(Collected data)
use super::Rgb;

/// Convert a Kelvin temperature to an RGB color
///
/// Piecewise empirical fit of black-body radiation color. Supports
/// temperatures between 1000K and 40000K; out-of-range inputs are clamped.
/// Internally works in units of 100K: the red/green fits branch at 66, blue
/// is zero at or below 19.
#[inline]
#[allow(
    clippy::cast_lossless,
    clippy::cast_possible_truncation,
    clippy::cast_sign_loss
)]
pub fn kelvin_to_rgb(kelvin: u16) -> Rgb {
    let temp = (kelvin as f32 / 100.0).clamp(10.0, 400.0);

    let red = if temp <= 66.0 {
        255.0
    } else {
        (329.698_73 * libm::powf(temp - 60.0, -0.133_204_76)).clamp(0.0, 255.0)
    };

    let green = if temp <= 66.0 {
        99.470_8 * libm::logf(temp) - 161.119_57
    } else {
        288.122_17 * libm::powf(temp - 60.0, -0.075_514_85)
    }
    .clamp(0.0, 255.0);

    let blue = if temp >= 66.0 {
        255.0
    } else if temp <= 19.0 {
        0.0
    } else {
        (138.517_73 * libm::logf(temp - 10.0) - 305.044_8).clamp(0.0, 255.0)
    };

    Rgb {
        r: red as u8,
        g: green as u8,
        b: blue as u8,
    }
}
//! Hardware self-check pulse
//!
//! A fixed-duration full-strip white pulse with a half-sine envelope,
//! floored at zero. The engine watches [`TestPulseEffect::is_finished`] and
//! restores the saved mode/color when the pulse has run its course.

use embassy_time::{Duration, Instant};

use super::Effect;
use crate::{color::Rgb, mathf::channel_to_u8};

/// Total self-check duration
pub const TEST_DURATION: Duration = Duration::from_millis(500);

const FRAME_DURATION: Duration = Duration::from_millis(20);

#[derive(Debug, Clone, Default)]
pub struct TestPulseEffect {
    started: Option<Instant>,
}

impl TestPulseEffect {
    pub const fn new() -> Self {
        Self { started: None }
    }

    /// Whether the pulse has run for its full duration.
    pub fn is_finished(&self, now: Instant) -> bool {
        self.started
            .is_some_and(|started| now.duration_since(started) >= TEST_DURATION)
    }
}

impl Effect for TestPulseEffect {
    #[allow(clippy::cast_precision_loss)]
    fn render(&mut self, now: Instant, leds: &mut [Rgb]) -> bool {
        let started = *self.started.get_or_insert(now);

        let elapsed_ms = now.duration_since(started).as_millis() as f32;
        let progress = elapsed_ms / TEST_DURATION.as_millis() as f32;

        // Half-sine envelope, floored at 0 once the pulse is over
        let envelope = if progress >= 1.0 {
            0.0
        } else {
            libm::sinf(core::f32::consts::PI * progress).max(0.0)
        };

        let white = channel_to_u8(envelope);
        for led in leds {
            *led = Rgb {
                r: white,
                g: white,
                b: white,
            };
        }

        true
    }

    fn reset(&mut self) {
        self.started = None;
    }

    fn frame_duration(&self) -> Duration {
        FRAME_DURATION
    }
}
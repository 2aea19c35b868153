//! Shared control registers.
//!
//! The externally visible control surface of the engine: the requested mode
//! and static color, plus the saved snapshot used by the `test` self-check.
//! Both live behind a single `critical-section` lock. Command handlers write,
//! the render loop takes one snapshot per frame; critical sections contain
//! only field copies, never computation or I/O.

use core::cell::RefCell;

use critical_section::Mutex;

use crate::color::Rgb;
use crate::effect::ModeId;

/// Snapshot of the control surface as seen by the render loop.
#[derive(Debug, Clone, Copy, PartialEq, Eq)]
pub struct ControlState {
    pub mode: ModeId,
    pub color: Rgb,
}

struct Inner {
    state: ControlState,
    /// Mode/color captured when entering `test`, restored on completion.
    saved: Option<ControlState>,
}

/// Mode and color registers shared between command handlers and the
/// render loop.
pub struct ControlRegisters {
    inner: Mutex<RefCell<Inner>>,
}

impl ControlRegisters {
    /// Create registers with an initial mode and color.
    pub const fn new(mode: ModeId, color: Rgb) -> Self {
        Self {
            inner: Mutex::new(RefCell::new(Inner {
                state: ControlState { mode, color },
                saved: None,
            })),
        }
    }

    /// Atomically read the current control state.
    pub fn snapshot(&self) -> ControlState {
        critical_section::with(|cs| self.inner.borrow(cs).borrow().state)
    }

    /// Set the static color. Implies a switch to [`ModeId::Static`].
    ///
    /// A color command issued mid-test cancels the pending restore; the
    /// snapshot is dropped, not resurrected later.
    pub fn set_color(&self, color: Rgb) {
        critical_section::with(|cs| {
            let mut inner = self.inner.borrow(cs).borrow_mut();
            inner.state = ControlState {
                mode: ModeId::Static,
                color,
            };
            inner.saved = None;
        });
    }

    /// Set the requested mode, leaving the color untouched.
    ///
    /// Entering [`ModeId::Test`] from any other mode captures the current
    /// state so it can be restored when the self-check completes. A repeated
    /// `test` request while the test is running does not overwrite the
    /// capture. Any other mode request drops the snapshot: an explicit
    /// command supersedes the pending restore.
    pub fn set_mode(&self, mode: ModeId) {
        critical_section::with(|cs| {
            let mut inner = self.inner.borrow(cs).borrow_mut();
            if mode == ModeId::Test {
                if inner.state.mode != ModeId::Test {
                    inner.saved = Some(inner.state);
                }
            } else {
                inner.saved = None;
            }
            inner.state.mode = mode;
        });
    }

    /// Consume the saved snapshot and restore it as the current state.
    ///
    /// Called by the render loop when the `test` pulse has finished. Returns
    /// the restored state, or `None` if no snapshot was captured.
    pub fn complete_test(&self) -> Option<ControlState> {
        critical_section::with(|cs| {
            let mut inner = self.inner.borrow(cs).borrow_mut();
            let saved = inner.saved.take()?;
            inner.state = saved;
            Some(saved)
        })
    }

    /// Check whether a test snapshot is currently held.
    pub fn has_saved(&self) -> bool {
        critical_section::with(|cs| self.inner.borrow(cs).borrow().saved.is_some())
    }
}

• _ACTIVITY_
Every line above holding the string "ControlRegisters" should be listed.

• _RESPONSE TO THIS TASK_
pub struct ControlRegisters {
impl ControlRegisters {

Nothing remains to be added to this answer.